In the early 1900’s, many acres of TWMA were bought and sold for lumber and ranching rights until most of it was sold to Tosohatchee Game Preserve. Many roads and landmarks in present day Tosohatchee received their name from George McColloch’s hand-drawn map, which is extremely accurate when layered over a topographic map. George McColloch was the manager of the Tosohatchee Game Preserve in the mid 1900’s. In 1977 Tosohatchee property rights were sold again, this time to the State, thus allowing the William Beardall Tosohatchee State Reserve to become official.


Photo credit: Hannah F. Wooten

The landscape of Tosohatchee still resonates with the spirit of former life. Those with an adventurous heart and an interest in relics of the past might be lucky enough to stumble upon Indian mounds, cattle-dipping vats, abandoned homesteads, artesian wells and the remains of an old railroad built for hauling timber out of Jim Creek. The precise location of some of these historic treasures remains a mystery today, even to the park supervisors. I have personally visited the remains of the old Bumby Camp with the help of the receptionist, Patsy. She was extremely helpful, highlighting trails and circling landmarks of interest on a map of the park. The brick chimney is all that remains of the Bumby Camp but photographs hardly do it any justice. I highly suggest you visit this historic landmark in person.

Tosohatchee will forever be ingrained in my memory as being one of my favorite parcels of land and one of the few places where I honestly feel like I belong.
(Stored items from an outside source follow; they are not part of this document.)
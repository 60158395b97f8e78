//! Per-call options.

use std::time::Duration;
use tokio_util::sync::CancellationToken;

/// Options a caller attaches to one balanced call.
///
/// A non-empty session id opts the call into sticky routing when the
/// registry has sticky sessions enabled. Cancelling the token aborts the
/// current attempt or backoff and fails the call with
/// [`LbError::Cancelled`](crate::error::LbError::Cancelled).
#[derive(Debug, Clone, Default)]
pub struct CallContext {
    session_id: Option<String>,
    cancel: Option<CancellationToken>,
    timeout: Option<Duration>,
}

impl CallContext {
    pub fn new() -> Self {
        Self::default()
    }

    pub fn with_session(mut self, session_id: impl Into<String>) -> Self {
        self.session_id = Some(session_id.into());
        self
    }

    pub fn with_cancellation(mut self, token: CancellationToken) -> Self {
        self.cancel = Some(token);
        self
    }

    /// Bound every single attempt. An attempt that runs out of time counts
    /// as a retryable `DeadlineExceeded` failure.
    pub fn with_timeout(mut self, timeout: Duration) -> Self {
        self.timeout = Some(timeout);
        self
    }

    /// Session key, if one was given and it is not empty.
    pub fn session_id(&self) -> Option<&str> {
        self.session_id.as_deref().filter(|s| !s.is_empty())
    }

    pub fn attempt_timeout(&self) -> Option<Duration> {
        self.timeout
    }

    pub fn is_cancelled(&self) -> bool {
        self.cancel.as_ref().is_some_and(CancellationToken::is_cancelled)
    }

    /// Resolves once the call is cancelled. Never resolves without a token.
    pub(crate) async fn cancelled(&self) {
        match &self.cancel {
            Some(token) => token.cancelled().await,
            None => std::future::pending().await,
        }
    }
}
Having seemingly mastered every nook and cranny of the park, my words can not adequately explain why I have dedicated so much time and energy on documenting the flora of Tosohatchee WMA, or why I continue to return, so I must borrow a sentence from Richard Schultes graduate advisor, orchidologist and former director of the Harvard Botanical Museum, Oakes Ames in an attempt to explain myself.Calopogon

“Most people are unable to rest content with a limited area of country in which to study nature, but after
all the truest enjoyment comes from knowing one spot of ground well, even though we limit its extent to a few acres of wood-land.”

My hope is that one-day I will think of the words to properly thank Professor Myers for providing me with the inspiration that served as scaffolding from which I have built my career and positive outlook of the Earth around me. Unfortunately, proper thanks might take words more eloquent than mine. Until then, I will thank him through my actions by dedicating my life to the study and stewardship of the land and the organisms it encompasses.